_Activity_:
Which of the lines below include the word "threshold"? Pull each one out.

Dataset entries
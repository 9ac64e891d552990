//! Chart construction and pluggable rendering.
//!
//! [`build_charts`] turns a table and its sector summary into renderer-neutral
//! [`Chart`] values. A [`ChartRenderer`] turns each one into text; callers ask
//! [`select_renderer`] for the configured format and get a fallback when that
//! format is not compiled in.

mod text;
#[cfg(feature = "vega")]
mod vega;

pub use text::TextChartRenderer;
#[cfg(feature = "vega")]
pub use vega::VegaLiteRenderer;

use crate::error::Result;
use crate::format::{money, percent};
use crate::models::{FinancialTable, SectorSummary};
use serde::{Deserialize, Serialize};
use tracing::{debug, warn};

/// Rows shown in the company breakdown chart.
const TOP_COMPANIES: usize = 10;

/// Output format requested for charts.
#[derive(Debug, Clone, Copy, PartialEq, Eq, Default, Serialize, Deserialize, clap::ValueEnum)]
#[serde(rename_all = "lowercase")]
pub enum ChartFormat {
    /// Plain-text bar charts
    #[default]
    Text,
    /// Vega-Lite JSON specifications
    Vega,
}

#[derive(Debug, Clone, Copy, PartialEq, Eq, Serialize, Deserialize)]
#[serde(rename_all = "snake_case")]
pub enum ChartKind {
    Bar,
    GroupedBar,
    Pie,
    /// First series is x, second is y.
    Scatter,
}

/// How chart values are printed.
#[derive(Debug, Clone, Copy, PartialEq, Eq, Serialize, Deserialize)]
#[serde(rename_all = "snake_case")]
pub enum ValueUnit {
    Money,
    Percent,
}

impl ValueUnit {
    pub fn format(&self, value: f64) -> String {
        match self {
            ValueUnit::Money => money(value),
            ValueUnit::Percent => percent(Some(value), 1),
        }
    }
}

#[derive(Debug, Clone, PartialEq, Serialize, Deserialize)]
pub struct Series {
    pub name: String,
    pub values: Vec<f64>,
}

/// Renderer-neutral chart data: one label per point, one value per label in
/// every series.
#[derive(Debug, Clone, PartialEq, Serialize, Deserialize)]
pub struct Chart {
    pub id: String,
    pub title: String,
    pub kind: ChartKind,
    pub unit: ValueUnit,
    pub labels: Vec<String>,
    pub series: Vec<Series>,
    /// Optional grouping per label, used to colour scatter points.
    #[serde(default, skip_serializing_if = "Option::is_none")]
    pub groups: Option<Vec<String>>,
}

/// A chart after rendering.
#[derive(Debug, Clone, Serialize, Deserialize)]
pub struct RenderedChart {
    pub id: String,
    pub title: String,
    pub renderer: String,
    /// Markdown code-fence language for `body`.
    pub language: String,
    pub body: String,
}

/// Something that can draw a [`Chart`].
pub trait ChartRenderer {
    fn name(&self) -> &'static str;

    /// Code-fence language of the rendered output.
    fn language(&self) -> &'static str;

    /// Whether this renderer can be used in the current build.
    fn is_available(&self) -> bool;

    fn render(&self, chart: &Chart) -> Result<String>;
}

/// Every renderer compiled into this build.
pub fn renderers() -> Vec<(ChartFormat, Box<dyn ChartRenderer>)> {
    let mut list: Vec<(ChartFormat, Box<dyn ChartRenderer>)> =
        vec![(ChartFormat::Text, Box::new(TextChartRenderer::default()))];
    #[cfg(feature = "vega")]
    list.push((ChartFormat::Vega, Box::new(VegaLiteRenderer)));
    list
}

/// Renderer for `format`, falling back to any available renderer.
///
/// Returns `None` only when nothing can render charts.
pub fn select_renderer(format: ChartFormat) -> Option<Box<dyn ChartRenderer>> {
    let mut available: Vec<(ChartFormat, Box<dyn ChartRenderer>)> = renderers()
        .into_iter()
        .filter(|(_, r)| r.is_available())
        .collect();

    if let Some(pos) = available.iter().position(|(f, _)| *f == format) {
        let (_, renderer) = available.swap_remove(pos);
        debug!("Using {} chart renderer", renderer.name());
        return Some(renderer);
    }

    if available.is_empty() {
        warn!("No chart renderer available, skipping charts");
        return None;
    }
    let (_, renderer) = available.swap_remove(0);
    warn!(
        "Chart format {:?} is not available in this build, using {}",
        format,
        renderer.name()
    );
    Some(renderer)
}

/// Render every chart, dropping (and logging) the ones that fail.
pub fn render_all(renderer: &dyn ChartRenderer, charts: &[Chart]) -> Vec<RenderedChart> {
    charts
        .iter()
        .filter_map(|chart| match renderer.render(chart) {
            Ok(body) => Some(RenderedChart {
                id: chart.id.clone(),
                title: chart.title.clone(),
                renderer: renderer.name().to_string(),
                language: renderer.language().to_string(),
                body,
            }),
            Err(e) => {
                warn!("Failed to render chart {}: {}", chart.id, e);
                None
            }
        })
        .collect()
}

/// The dashboard's chart set for one table.
pub fn build_charts(table: &FinancialTable, sectors: &[SectorSummary]) -> Vec<Chart> {
    let mut charts = Vec::new();
    if table.is_empty() {
        return charts;
    }

    let records = table.records();
    charts.push(Chart {
        id: "revenue_vs_income".to_string(),
        title: "Revenue vs Net Income by Company".to_string(),
        kind: ChartKind::Scatter,
        unit: ValueUnit::Money,
        labels: records.iter().map(|r| r.company.clone()).collect(),
        series: vec![
            Series {
                name: "Revenue".to_string(),
                values: records.iter().map(|r| r.revenue).collect(),
            },
            Series {
                name: "Net Income".to_string(),
                values: records.iter().map(|r| r.net_income).collect(),
            },
        ],
        groups: table.has_sector().then(|| {
            records
                .iter()
                .map(|r| r.sector.clone().unwrap_or_default())
                .collect()
        }),
    });

    if !sectors.is_empty() {
        charts.push(Chart {
            id: "sector_revenue".to_string(),
            title: "Revenue Distribution by Sector".to_string(),
            kind: ChartKind::Pie,
            unit: ValueUnit::Money,
            labels: sectors.iter().map(|s| s.sector.clone()).collect(),
            series: vec![Series {
                name: "Revenue".to_string(),
                values: sectors.iter().map(|s| s.revenue_sum).collect(),
            }],
            groups: None,
        });

        let with_margin: Vec<&SectorSummary> = sectors
            .iter()
            .filter(|s| s.avg_profit_margin.is_some())
            .collect();
        if !with_margin.is_empty() {
            charts.push(Chart {
                id: "sector_margin".to_string(),
                title: "Average Profit Margin by Sector".to_string(),
                kind: ChartKind::Bar,
                unit: ValueUnit::Percent,
                labels: with_margin.iter().map(|s| s.sector.clone()).collect(),
                series: vec![Series {
                    name: "Profit Margin (%)".to_string(),
                    values: with_margin
                        .iter()
                        .filter_map(|s| s.avg_profit_margin)
                        .collect(),
                }],
                groups: None,
            });
        }
    }

    let mut by_revenue: Vec<_> = records.iter().collect();
    by_revenue.sort_by(|a, b| b.revenue.total_cmp(&a.revenue));
    by_revenue.truncate(TOP_COMPANIES);
    charts.push(Chart {
        id: "top_companies".to_string(),
        title: format!("Top {} Companies by Revenue", by_revenue.len()),
        kind: ChartKind::GroupedBar,
        unit: ValueUnit::Money,
        labels: by_revenue.iter().map(|r| r.company.clone()).collect(),
        series: vec![
            Series {
                name: "Revenue".to_string(),
                values: by_revenue.iter().map(|r| r.revenue).collect(),
            },
            Series {
                name: "Expenses".to_string(),
                values: by_revenue.iter().map(|r| r.expenses).collect(),
            },
            Series {
                name: "Net Income".to_string(),
                values: by_revenue.iter().map(|r| r.net_income).collect(),
            },
        ],
        groups: None,
    });

    charts
}

#[cfg(test)]
mod tests {
    use super::*;
    use crate::analysis::sector_insights;
    use crate::loader::{sample_table, SampleDataset};
    use crate::models::Record;

    #[test]
    fn test_build_charts_with_sectors() {
        let table = sample_table(SampleDataset::Mixed);
        let charts = build_charts(&table, &sector_insights(&table));
        let ids: Vec<&str> = charts.iter().map(|c| c.id.as_str()).collect();
        assert_eq!(
            ids,
            vec!["revenue_vs_income", "sector_revenue", "sector_margin", "top_companies"]
        );
        assert!(charts[0].groups.is_some());
        // largest revenue first
        assert_eq!(charts[3].labels[0], "EnergyCorp");
    }

    #[test]
    fn test_build_charts_without_sectors() {
        let table = FinancialTable::from_records(vec![
            Record::new("A", 100.0, 90.0, 10.0),
            Record::new("B", 200.0, 100.0, 100.0),
        ]);
        let charts = build_charts(&table, &[]);
        assert_eq!(charts.len(), 2);
        assert!(charts[0].groups.is_none());
        assert_eq!(charts[1].title, "Top 2 Companies by Revenue");
    }

    #[test]
    fn test_empty_table_has_no_charts() {
        let table = FinancialTable::from_records(vec![]);
        assert!(build_charts(&table, &[]).is_empty());
    }

    #[test]
    fn test_text_is_always_selectable() {
        let renderer = select_renderer(ChartFormat::Text).unwrap();
        assert_eq!(renderer.name(), "text");
        assert!(renderer.is_available());
    }

    #[cfg(feature = "vega")]
    #[test]
    fn test_vega_selected_when_compiled() {
        let renderer = select_renderer(ChartFormat::Vega).unwrap();
        assert_eq!(renderer.name(), "vega-lite");
    }

    #[cfg(not(feature = "vega"))]
    #[test]
    fn test_vega_falls_back_to_text() {
        let renderer = select_renderer(ChartFormat::Vega).unwrap();
        assert_eq!(renderer.name(), "text");
    }

    #[test]
    fn test_render_all_keeps_order() {
        let table = sample_table(SampleDataset::Tech);
        let charts = build_charts(&table, &sector_insights(&table));
        let rendered = render_all(&TextChartRenderer::default(), &charts);
        assert_eq!(rendered.len(), charts.len());
        assert_eq!(rendered[0].id, "revenue_vs_income");
        assert_eq!(rendered[0].language, "text");
    }
}
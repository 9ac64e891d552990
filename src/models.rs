//! Data models for the financial report generator.
//!
//! This module contains the input table, the per-row record and every
//! derived aggregate that the report, export and narrator layers consume.

use crate::error::{ReportError, Result};
use chrono::{DateTime, NaiveDate, Utc};
use serde::{Deserialize, Serialize};
use std::collections::{BTreeMap, HashSet};

pub const COMPANY: &str = "Company";
pub const REVENUE: &str = "Revenue";
pub const EXPENSES: &str = "Expenses";
pub const NET_INCOME: &str = "Net_Income";
pub const DATE: &str = "Date";
pub const SECTOR: &str = "Sector";
pub const MARKET_CAP: &str = "Market_Cap";

/// Columns every table must carry.
pub const REQUIRED_COLUMNS: [&str; 4] = [COMPANY, REVENUE, EXPENSES, NET_INCOME];

/// Divide, returning `None` instead of an infinite or NaN result.
pub fn ratio(numerator: f64, denominator: f64) -> Option<f64> {
    if denominator == 0.0 {
        return None;
    }
    let value = numerator / denominator;
    value.is_finite().then_some(value)
}

/// Round to the two decimals used in every published table.
pub fn round2(value: f64) -> f64 {
    (value * 100.0).round() / 100.0
}

/// One input row.
#[derive(Debug, Clone, PartialEq, Serialize, Deserialize)]
pub struct Record {
    pub company: String,
    pub date: Option<NaiveDate>,
    pub revenue: f64,
    pub expenses: f64,
    pub net_income: f64,
    pub sector: Option<String>,
    pub market_cap: Option<f64>,
    /// Columns outside the known schema, kept verbatim.
    #[serde(default, skip_serializing_if = "BTreeMap::is_empty")]
    pub extra: BTreeMap<String, String>,
}

impl Record {
    pub fn new(company: impl Into<String>, revenue: f64, expenses: f64, net_income: f64) -> Self {
        Self {
            company: company.into(),
            date: None,
            revenue,
            expenses,
            net_income,
            sector: None,
            market_cap: None,
            extra: BTreeMap::new(),
        }
    }

    pub fn with_sector(mut self, sector: impl Into<String>) -> Self {
        self.sector = Some(sector.into());
        self
    }

    pub fn with_market_cap(mut self, market_cap: f64) -> Self {
        self.market_cap = Some(market_cap);
        self
    }

    pub fn with_date(mut self, date: NaiveDate) -> Self {
        self.date = Some(date);
        self
    }

    /// Net income over revenue for this row.
    pub fn profit_ratio(&self) -> Option<f64> {
        ratio(self.net_income, self.revenue)
    }

    /// Expenses over revenue for this row.
    pub fn expense_ratio(&self) -> Option<f64> {
        ratio(self.expenses, self.revenue)
    }

    /// Numeric value of a column for this row, `None` when the cell is empty
    /// or not a number.
    pub fn numeric_value(&self, column: &str) -> Option<f64> {
        match column {
            REVENUE => Some(self.revenue),
            EXPENSES => Some(self.expenses),
            NET_INCOME => Some(self.net_income),
            MARKET_CAP => self.market_cap,
            other => self
                .extra
                .get(other)
                .and_then(|raw| raw.trim().parse::<f64>().ok())
                .filter(|v| v.is_finite()),
        }
    }
}

/// The dataset for one session, passed explicitly into every computation.
#[derive(Debug, Clone, PartialEq)]
pub struct FinancialTable {
    columns: Vec<String>,
    records: Vec<Record>,
}

impl FinancialTable {
    /// Build a table from a header row and its records.
    ///
    /// Fails with `MissingColumn` naming the first required column absent
    /// from `columns`.
    pub fn new(columns: Vec<String>, records: Vec<Record>) -> Result<Self> {
        if let Some(missing) = REQUIRED_COLUMNS
            .iter()
            .find(|required| !columns.iter().any(|c| c == *required))
        {
            return Err(ReportError::MissingColumn((*missing).to_string()));
        }
        Ok(Self { columns, records })
    }

    /// Build a table from in-memory records, deriving the header from which
    /// optional fields are populated.
    pub fn from_records(records: Vec<Record>) -> Self {
        let mut columns: Vec<String> = vec![COMPANY.to_string()];
        if records.iter().any(|r| r.date.is_some()) {
            columns.push(DATE.to_string());
        }
        columns.extend([REVENUE, EXPENSES, NET_INCOME].map(String::from));
        if records.iter().any(|r| r.sector.is_some()) {
            columns.push(SECTOR.to_string());
        }
        if records.iter().any(|r| r.market_cap.is_some()) {
            columns.push(MARKET_CAP.to_string());
        }
        let mut extra: Vec<&String> = records.iter().flat_map(|r| r.extra.keys()).collect();
        extra.sort();
        extra.dedup();
        columns.extend(extra.into_iter().cloned());

        Self { columns, records }
    }

    pub fn columns(&self) -> &[String] {
        &self.columns
    }

    pub fn records(&self) -> &[Record] {
        &self.records
    }

    pub fn len(&self) -> usize {
        self.records.len()
    }

    pub fn is_empty(&self) -> bool {
        self.records.is_empty()
    }

    pub fn has_column(&self, name: &str) -> bool {
        self.columns.iter().any(|c| c == name)
    }

    pub fn has_sector(&self) -> bool {
        self.has_column(SECTOR)
    }

    pub fn has_market_cap(&self) -> bool {
        self.has_column(MARKET_CAP)
    }

    /// Number of distinct company names.
    pub fn distinct_companies(&self) -> usize {
        self.records
            .iter()
            .map(|r| r.company.as_str())
            .collect::<HashSet<_>>()
            .len()
    }

    /// Whether `name` is a column whose every non-empty cell is a number.
    pub fn is_numeric_column(&self, name: &str) -> bool {
        match name {
            REVENUE | EXPENSES | NET_INCOME => true,
            MARKET_CAP => self.has_market_cap(),
            COMPANY | SECTOR | DATE => false,
            other => {
                self.has_column(other)
                    && self.records.iter().all(|r| match r.extra.get(other) {
                        Some(raw) if !raw.trim().is_empty() => {
                            raw.trim().parse::<f64>().is_ok()
                        }
                        _ => true,
                    })
            }
        }
    }
}

/// Portfolio-wide statistics.
#[derive(Debug, Clone, PartialEq, Serialize, Deserialize)]
pub struct PortfolioSummary {
    pub total_records: usize,
    pub total_companies: usize,
    pub total_revenue: f64,
    pub total_expenses: f64,
    pub total_net_income: f64,
    pub average_revenue: Option<f64>,
    pub average_expenses: Option<f64>,
    pub average_net_income: Option<f64>,
    pub revenue_std: Option<f64>,
    /// Mean of per-row net income / revenue, in percent.
    pub profit_margin_avg: Option<f64>,
    /// Mean of per-row expenses / revenue, in percent.
    pub expense_ratio_avg: Option<f64>,
    #[serde(skip_serializing_if = "Option::is_none")]
    pub total_market_cap: Option<f64>,
    #[serde(skip_serializing_if = "Option::is_none")]
    pub average_market_cap: Option<f64>,
    #[serde(skip_serializing_if = "Option::is_none")]
    pub market_cap_std: Option<f64>,
}

/// Aggregates for one company across all of its rows.
#[derive(Debug, Clone, PartialEq, Serialize, Deserialize)]
pub struct CompanyInsight {
    #[serde(rename = "Company")]
    pub company: String,
    #[serde(rename = "Revenue_sum")]
    pub revenue_sum: f64,
    #[serde(rename = "Revenue_mean")]
    pub revenue_mean: f64,
    #[serde(rename = "Expenses_sum")]
    pub expenses_sum: f64,
    #[serde(rename = "Expenses_mean")]
    pub expenses_mean: f64,
    #[serde(rename = "Net_Income_sum")]
    pub net_income_sum: f64,
    #[serde(rename = "Net_Income_mean")]
    pub net_income_mean: f64,
    #[serde(rename = "Market_Cap_mean")]
    pub market_cap_mean: Option<f64>,
    #[serde(rename = "Profit_Margin")]
    pub profit_margin: Option<f64>,
    #[serde(rename = "Expense_Ratio")]
    pub expense_ratio: Option<f64>,
}

/// Aggregates for one sector.
#[derive(Debug, Clone, PartialEq, Serialize, Deserialize)]
pub struct SectorSummary {
    #[serde(rename = "Sector")]
    pub sector: String,
    #[serde(rename = "Revenue_sum")]
    pub revenue_sum: f64,
    #[serde(rename = "Revenue_mean")]
    pub revenue_mean: f64,
    #[serde(rename = "Revenue_count")]
    pub revenue_count: usize,
    #[serde(rename = "Expenses_sum")]
    pub expenses_sum: f64,
    #[serde(rename = "Expenses_mean")]
    pub expenses_mean: f64,
    #[serde(rename = "Net_Income_sum")]
    pub net_income_sum: f64,
    #[serde(rename = "Net_Income_mean")]
    pub net_income_mean: f64,
    #[serde(rename = "Market_Cap_sum")]
    pub market_cap_sum: Option<f64>,
    #[serde(rename = "Avg_Profit_Margin")]
    pub avg_profit_margin: Option<f64>,
    #[serde(rename = "Expense_Ratio")]
    pub expense_ratio: Option<f64>,
}

/// A ranked input row.
#[derive(Debug, Clone, PartialEq, Serialize, Deserialize)]
pub struct TopPerformer {
    #[serde(rename = "Company")]
    pub company: String,
    #[serde(rename = "Revenue")]
    pub revenue: f64,
    #[serde(rename = "Expenses")]
    pub expenses: f64,
    #[serde(rename = "Net_Income")]
    pub net_income: f64,
    #[serde(rename = "Sector")]
    pub sector: Option<String>,
    /// Value of the ranking metric for this row.
    #[serde(rename = "Metric_Value")]
    pub metric_value: f64,
    #[serde(rename = "Profit_Margin")]
    pub profit_margin: Option<f64>,
}

/// Fixed-threshold risk indicators.
#[derive(Debug, Clone, PartialEq, Serialize, Deserialize)]
pub struct RiskFlags {
    /// Rows whose expenses exceed 80% of revenue.
    pub high_debt_companies: usize,
    /// Rows whose net income is below 5% of revenue.
    pub low_profit_margin_companies: usize,
    pub average_volatility: f64,
    /// False when net income has no spread to measure against.
    pub volatility_signal: bool,
    /// Distinct names of companies breaching either threshold, in row order.
    pub companies_at_risk: Vec<String>,
}

/// Metadata about one generated report.
#[derive(Debug, Clone, Serialize, Deserialize)]
pub struct ReportMetadata {
    /// Input file path or sample dataset name.
    pub source: String,
    pub generated_at: DateTime<Utc>,
    pub records: usize,
    pub columns: Vec<String>,
    /// Model name, or "template" for the offline summary.
    pub narration: String,
    pub duration_seconds: f64,
}

/// Everything computed for one interaction.
#[derive(Debug, Clone, Serialize, Deserialize)]
pub struct AnalysisReport {
    pub metadata: ReportMetadata,
    pub summary: PortfolioSummary,
    pub companies: Vec<CompanyInsight>,
    pub sectors: Vec<SectorSummary>,
    pub top_performers: Vec<TopPerformer>,
    /// Metric the top performers were ranked by.
    pub ranking_metric: String,
    #[serde(skip_serializing_if = "Option::is_none")]
    pub risk: Option<RiskFlags>,
    #[serde(default, skip_serializing_if = "Vec::is_empty")]
    pub charts: Vec<crate::charts::RenderedChart>,
    #[serde(skip_serializing_if = "Option::is_none")]
    pub narrative: Option<crate::narrator::Narrative>,
}

#[cfg(test)]
mod tests {
    use super::*;

    #[test]
    fn test_ratio_rejects_zero_denominator() {
        assert_eq!(ratio(10.0, 100.0), Some(0.1));
        assert_eq!(ratio(10.0, 0.0), None);
        assert_eq!(ratio(0.0, 0.0), None);
        assert_eq!(ratio(f64::INFINITY, 1.0), None);
    }

    #[test]
    fn test_round2() {
        assert_eq!(round2(33.33333), 33.33);
        assert_eq!(round2(-1.005e2), -100.5);
        assert_eq!(round2(12.0), 12.0);
    }

    #[test]
    fn test_table_requires_columns() {
        let columns = vec!["Company".to_string(), "Revenue".to_string(), "Expenses".to_string()];
        let err = FinancialTable::new(columns, vec![]).unwrap_err();
        assert!(matches!(err, ReportError::MissingColumn(ref c) if c == "Net_Income"));
    }

    #[test]
    fn test_from_records_derives_columns() {
        let table = FinancialTable::from_records(vec![
            Record::new("A", 100.0, 90.0, 10.0).with_sector("Tech"),
            Record::new("B", 200.0, 100.0, 100.0),
        ]);
        assert!(table.has_sector());
        assert!(!table.has_market_cap());
        assert!(!table.has_column("Date"));
        assert_eq!(table.distinct_companies(), 2);
    }

    #[test]
    fn test_numeric_columns() {
        let mut record = Record::new("A", 100.0, 90.0, 10.0);
        record.extra.insert("Employees".to_string(), "42".to_string());
        record.extra.insert("Ticker".to_string(), "AAA".to_string());
        let table = FinancialTable::from_records(vec![record.clone()]);

        assert!(table.is_numeric_column("Revenue"));
        assert!(table.is_numeric_column("Employees"));
        assert!(!table.is_numeric_column("Ticker"));
        assert!(!table.is_numeric_column("Company"));
        assert!(!table.is_numeric_column("Market_Cap"));
        assert!(!table.is_numeric_column("Nope"));
        assert_eq!(record.numeric_value("Employees"), Some(42.0));
    }

    #[test]
    fn test_record_ratios() {
        let record = Record::new("A", 200.0, 150.0, 50.0);
        assert_eq!(record.profit_ratio(), Some(0.25));
        assert_eq!(record.expense_ratio(), Some(0.75));

        let empty = Record::new("Z", 0.0, 10.0, -10.0);
        assert_eq!(empty.profit_ratio(), None);
        assert_eq!(empty.expense_ratio(), None);
    }
}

_Completed exercise_:
/// Fixed-threshold risk indicators.
    /// Distinct names of companies breaching either threshold, in row order.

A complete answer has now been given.